'''
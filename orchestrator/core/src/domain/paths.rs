// Copyright (c) 2026 100monkeys.ai
// SPDX-License-Identifier: AGPL-3.0
//! Gear Storage Addressing
//!
//! Deterministic mapping from identifiers and fingerprints onto locations
//! under the host storage root. Path derivation is pure; directory creation
//! is a separate, explicit and fallible step ([`GearPaths::provision_parent`]).
//!
//! Content keyed by `K` lives at `base/K[0:2]/K`; when a second key `S` is
//! attached it lives at `base/K[0:2]/K/S`. The two-character shard bounds the
//! number of entries in any one directory.
//!
//! # Architecture
//!
//! - **Layer:** Domain Layer
//! - **Purpose:** Path derivation and directory sharding

use crate::domain::identifier::{Fingerprint, Identifier};
use std::io;
use std::os::unix::fs::DirBuilderExt;
use std::path::{Path, PathBuf};

pub const DEFAULT_BASE_PATH: &str = "/var/lib/gears";

/// Mode used for every directory the host creates under the storage root.
pub const DIRECTORY_MODE: u32 = 0o770;

/// Which side of a git access grant a path refers to.
#[derive(Debug, Clone, Copy, PartialEq, Eq)]
pub enum GitAccess {
    Read,
    Write,
}

impl GitAccess {
    fn extension(self) -> &'static str {
        match self {
            GitAccess::Read => ".read",
            GitAccess::Write => ".write",
        }
    }
}

/// Place `key` (and optionally `suffix`) under a sharded directory of `base`.
///
/// With an empty suffix the leaf is the key itself: `base/key[0:2]/key`.
/// Otherwise the key owns a directory and the leaf is the suffix:
/// `base/key[0:2]/key/suffix`.
pub fn shard_path(base: &Path, key: &str, suffix: &str) -> PathBuf {
    let shard = key.get(..2).unwrap_or(key);
    let dir = base.join(shard);
    if suffix.is_empty() {
        dir.join(key)
    } else {
        dir.join(key).join(suffix)
    }
}

#[derive(Debug, Clone, PartialEq, Eq)]
pub struct GearPaths {
    base: PathBuf,
}

impl GearPaths {
    pub fn new(base: impl Into<PathBuf>) -> Self {
        Self { base: base.into() }
    }

    pub fn base(&self) -> &Path {
        &self.base
    }

    pub fn targets_dir(&self) -> PathBuf {
        self.base.join("targets")
    }

    pub fn units_dir(&self) -> PathBuf {
        self.base.join("units")
    }

    pub fn slices_dir(&self) -> PathBuf {
        self.base.join("slices")
    }

    pub fn unit_path_for(&self, id: &Identifier) -> PathBuf {
        self.units_dir().join(id.unit_name())
    }

    /// Repository directories are not sharded; one directory per gear.
    pub fn repository_path_for(&self, id: &Identifier) -> PathBuf {
        self.base.join("git").join(id.as_str())
    }

    pub fn environment_path_for(&self, id: &Identifier) -> PathBuf {
        shard_path(&self.base.join("env").join("contents"), id.as_str(), "")
    }

    pub fn git_access_path_for(
        &self,
        id: &Identifier,
        fingerprint: &Fingerprint,
        access: GitAccess,
    ) -> PathBuf {
        let leaf = format!("{}{}", fingerprint.to_short_name(), access.extension());
        shard_path(&self.base.join("access").join("git"), id.as_str(), &leaf)
    }

    pub fn ssh_access_path_for(&self, id: &Identifier, fingerprint: &Fingerprint) -> PathBuf {
        shard_path(
            &self.base.join("access").join("gears").join("ssh"),
            id.as_str(),
            &fingerprint.to_short_name(),
        )
    }

    pub fn port_description_path_for(&self, id: &Identifier) -> PathBuf {
        shard_path(&self.base.join("ports").join("descriptions"), id.as_str(), "")
    }

    pub fn public_key_path_for(&self, fingerprint: &Fingerprint) -> PathBuf {
        shard_path(
            &self.base.join("keys").join("public"),
            &fingerprint.to_short_name(),
            "",
        )
    }

    /// Subtrees that must exist under the storage root before jobs run.
    pub fn data_directories(&self) -> Vec<PathBuf> {
        vec![
            self.base.clone(),
            self.targets_dir(),
            self.units_dir(),
            self.slices_dir(),
            self.base.join("git"),
            self.base.join("env").join("contents"),
            self.base.join("access").join("git"),
            self.base.join("access").join("gears").join("ssh"),
            self.base.join("keys").join("public"),
            self.base.join("ports").join("descriptions"),
            self.base.join("ports").join("interfaces"),
        ]
    }

    /// Create the directory containing `path` (and its ancestors).
    ///
    /// Idempotent: an existing directory is not an error.
    pub fn provision_parent(&self, path: &Path) -> io::Result<()> {
        match path.parent() {
            Some(parent) if !parent.as_os_str().is_empty() => std::fs::DirBuilder::new()
                .recursive(true)
                .mode(DIRECTORY_MODE)
                .create(parent),
            _ => Ok(()),
        }
    }
}

impl Default for GearPaths {
    fn default() -> Self {
        Self::new(DEFAULT_BASE_PATH)
    }
}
'''
■ WHAT THIS TASK INVOLVES ■
Print the first line of the records above and each line after it, exactly, through the line with "let shard = key.get(..2).unwrap_or(key);".

■ EXERCISE OUTPUT ■
filename orchestrator/core/src/domain/paths.rs
// Copyright (c) 2026 100monkeys.ai
// SPDX-License-Identifier: AGPL-3.0
//! Gear Storage Addressing
//!
//! Deterministic mapping from identifiers and fingerprints onto locations
//! under the host storage root. Path derivation is pure; directory creation
//! is a separate, explicit and fallible step ([`GearPaths::provision_parent`]).
//!
//! Content keyed by `K` lives at `base/K[0:2]/K`; when a second key `S` is
//! attached it lives at `base/K[0:2]/K/S`. The two-character shard bounds the
//! number of entries in any one directory.
//!
//! # Architecture
//!
//! - **Layer:** Domain Layer
//! - **Purpose:** Path derivation and directory sharding

use crate::domain::identifier::{Fingerprint, Identifier};
use std::io;
use std::os::unix::fs::DirBuilderExt;
use std::path::{Path, PathBuf};

pub const DEFAULT_BASE_PATH: &str = "/var/lib/gears";

/// Mode used for every directory the host creates under the storage root.
pub const DIRECTORY_MODE: u32 = 0o770;

/// Which side of a git access grant a path refers to.
#[derive(Debug, Clone, Copy, PartialEq, Eq)]
pub enum GitAccess {
    Read,
    Write,
}

impl GitAccess {
    fn extension(self) -> &'static str {
        match self {
            GitAccess::Read => ".read",
            GitAccess::Write => ".write",
        }
    }
}

/// Place `key` (and optionally `suffix`) under a sharded directory of `base`.
///
/// With an empty suffix the leaf is the key itself: `base/key[0:2]/key`.
/// Otherwise the key owns a directory and the leaf is the suffix:
/// `base/key[0:2]/key/suffix`.
pub fn shard_path(base: &Path, key: &str, suffix: &str) -> PathBuf {
    let shard = key.get(..2).unwrap_or(key);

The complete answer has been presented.